この人も戦う覚悟を決めた人なのだ、と強く思った。「マイナスからのスタートなので」と朗らかに笑えるゆうこすさんはずるいな、と思ってしまうくらいにきらきらしていた。
なぜ、ここまでするの?
四六始終SNSを見て対策を練って、なぜここまで?と聞かれることがある。
それはもちろんすきだから、というのがいちばん。
だけど、WEBライターがに誰もがなれる…という時代になったいま「ライター」というだけで、まとめてるんでしょ?とか炎上したいんでしょ?と言われたりげんなりされてしまうのはもったいない。
もっと世の中からの信頼を得ていきたいんだと。
橋渡しの方法は教えることはできる。
なので、もっともっとお祭りをあげるその島自体をしっかり作ることから始めてみてほしい。
…とここからは、土台づくりの方法についての説明へ。
「これはゆずれない」を大切にしてほしい。
記事を作るときは力技でいくのではなく、出来るだけ感情に寄り添ったものを書く人がこれからは重宝されていくと思う。

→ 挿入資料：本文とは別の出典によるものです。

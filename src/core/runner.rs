use crate::core::checks::{archive, json, text};
use crate::core::harness::DownloadHarness;
use crate::domain::model::{CheckOutcome, CheckResult, RetrievedFile, ScenarioReport};
use crate::domain::ports::Page;
use crate::utils::error::{HarnessError, Result};

/// Marker planted in the fixture spreadsheet. Rows carrying it get their
/// first four columns scrubbed.
pub const WORKBOOK_MARKER: &str = "NO DEBE ESTAR";

/// Link names of the fixture page.
pub const ARCHIVE_LINK: &str = "excelParaValidar.xlsx";
pub const JSON_LINK: &str = "file.json";
pub const TEXT_LINK: &str = "some-file.txt";

/// Drives the built-in scenarios: retrieve one file per scenario through the
/// harness, then run the format checks on the saved content. A failed check
/// aborts its scenario; only a missing workbook capability degrades to a
/// skipped step.
pub struct ScenarioRunner<P: Page> {
    harness: DownloadHarness<P>,
}

impl<P: Page> ScenarioRunner<P> {
    pub fn new(harness: DownloadHarness<P>) -> Self {
        Self { harness }
    }

    pub fn harness(&self) -> &DownloadHarness<P> {
        &self.harness
    }

    pub async fn run_all(&self) -> Result<Vec<ScenarioReport>> {
        let reports = vec![
            self.run_archive_scenario(ARCHIVE_LINK).await?,
            self.run_json_scenario(JSON_LINK).await?,
            self.run_text_scenario(TEXT_LINK).await?,
        ];
        Ok(reports)
    }

    /// Saved content must be a ZIP container carrying the OOXML manifest;
    /// when the workbook capability is present, marked rows are scrubbed and
    /// the result verified by reopening the file.
    pub async fn run_archive_scenario(&self, link: &str) -> Result<ScenarioReport> {
        let file = self.harness.retrieve(link).await?;
        let bytes = file.bytes()?;
        let mut checks = Vec::new();

        checks.push(require(link, "suggested name matches link", file.suggested_name == link)?);
        checks.push(require(link, "zip signature", archive::has_zip_signature(&bytes))?);
        checks.push(require(
            link,
            "ooxml manifest marker",
            archive::contains_ooxml_manifest(&bytes),
        )?);

        let entries = archive::list_entries(&bytes)?;
        tracing::debug!("Container holds {} entries", entries.len());
        checks.push(require(link, "container opens", !entries.is_empty())?);

        checks.push(self.workbook_check(link, &file)?);

        // Re-read: the workbook step may have rewritten the file in place.
        checks.push(require(link, "non-empty file", !file.bytes()?.is_empty())?);

        Ok(report(link, file, checks))
    }

    /// Saved content must parse as JSON and be a non-empty array or an
    /// object with at least one key.
    pub async fn run_json_scenario(&self, link: &str) -> Result<ScenarioReport> {
        let file = self.harness.retrieve(link).await?;
        let mut checks = Vec::new();

        checks.push(require(link, "suggested name matches link", file.suggested_name == link)?);

        let value = json::parse_non_empty(&file.bytes()?)?;
        match &value {
            serde_json::Value::Array(items) => {
                tracing::info!("Parsed JSON array with {} items", items.len());
            }
            serde_json::Value::Object(map) => {
                tracing::info!("Parsed JSON object with {} keys", map.len());
            }
            _ => unreachable!("parse_non_empty only returns arrays and objects"),
        }
        checks.push(passed("parses as non-empty JSON"));

        Ok(report(link, file, checks))
    }

    /// Saved content must be non-empty printable ASCII (plus CR/LF).
    pub async fn run_text_scenario(&self, link: &str) -> Result<ScenarioReport> {
        let file = self.harness.retrieve(link).await?;
        let mut checks = Vec::new();

        checks.push(require(link, "suggested name matches link", file.suggested_name == link)?);

        let content = file.text()?;
        checks.push(require(link, "non-empty content", !content.is_empty())?);
        checks.push(require(
            link,
            "printable ascii content",
            text::is_printable_text(&content),
        )?);

        Ok(report(link, file, checks))
    }

    #[cfg(feature = "workbook")]
    fn workbook_check(&self, link: &str, file: &RetrievedFile) -> Result<CheckResult> {
        use crate::core::checks::workbook;

        if workbook::scrub_marker_rows(&file.local_path, WORKBOOK_MARKER)? {
            tracing::info!("Scrubbed marked rows in {}", file.local_path.display());
        }
        require(
            link,
            "workbook has a fully scrubbed row",
            workbook::any_row_scrubbed(&file.local_path)?,
        )
    }

    #[cfg(not(feature = "workbook"))]
    fn workbook_check(&self, _link: &str, _file: &RetrievedFile) -> Result<CheckResult> {
        let cause = HarnessError::CapabilityUnavailable {
            capability: "workbook".to_string(),
        };
        tracing::warn!("{}; skipping workbook content checks", cause);
        Ok(CheckResult {
            name: "workbook content".to_string(),
            outcome: CheckOutcome::Skipped(cause.to_string()),
        })
    }
}

fn require(scenario: &str, name: &str, ok: bool) -> Result<CheckResult> {
    if ok {
        Ok(passed(name))
    } else {
        Err(HarnessError::CheckFailed {
            scenario: scenario.to_string(),
            reason: name.to_string(),
        })
    }
}

fn passed(name: &str) -> CheckResult {
    CheckResult {
        name: name.to_string(),
        outcome: CheckOutcome::Passed,
    }
}

fn report(scenario: &str, file: RetrievedFile, checks: Vec<CheckResult>) -> ScenarioReport {
    tracing::info!(
        "Scenario '{}' passed with {} checks",
        scenario,
        checks.len()
    );
    ScenarioReport {
        scenario: scenario.to_string(),
        file,
        checks,
    }
}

感情によりそう、というのは例えば旅行記事やイベント記事を書くときに「行くぞー!!!」「楽しみだーー!」となるだけではなく、そうはなれない人たちに届けるようにしてみる。あんまりハイテンションになりきれない人や、milieuでのゆうこすさんの記事なんかでは「ゆうこすに憧れてるけどあそこまでできない。そんな自分が嫌だ」となってしまうような子でも共感出来るような部分を目指す、など思わず「自分のことかも」と思ってもらいながら読んでくれるように気にすることが大事である。
読者のどの部分から見てあげるかというだけで、ぐっと記事は変わってくる。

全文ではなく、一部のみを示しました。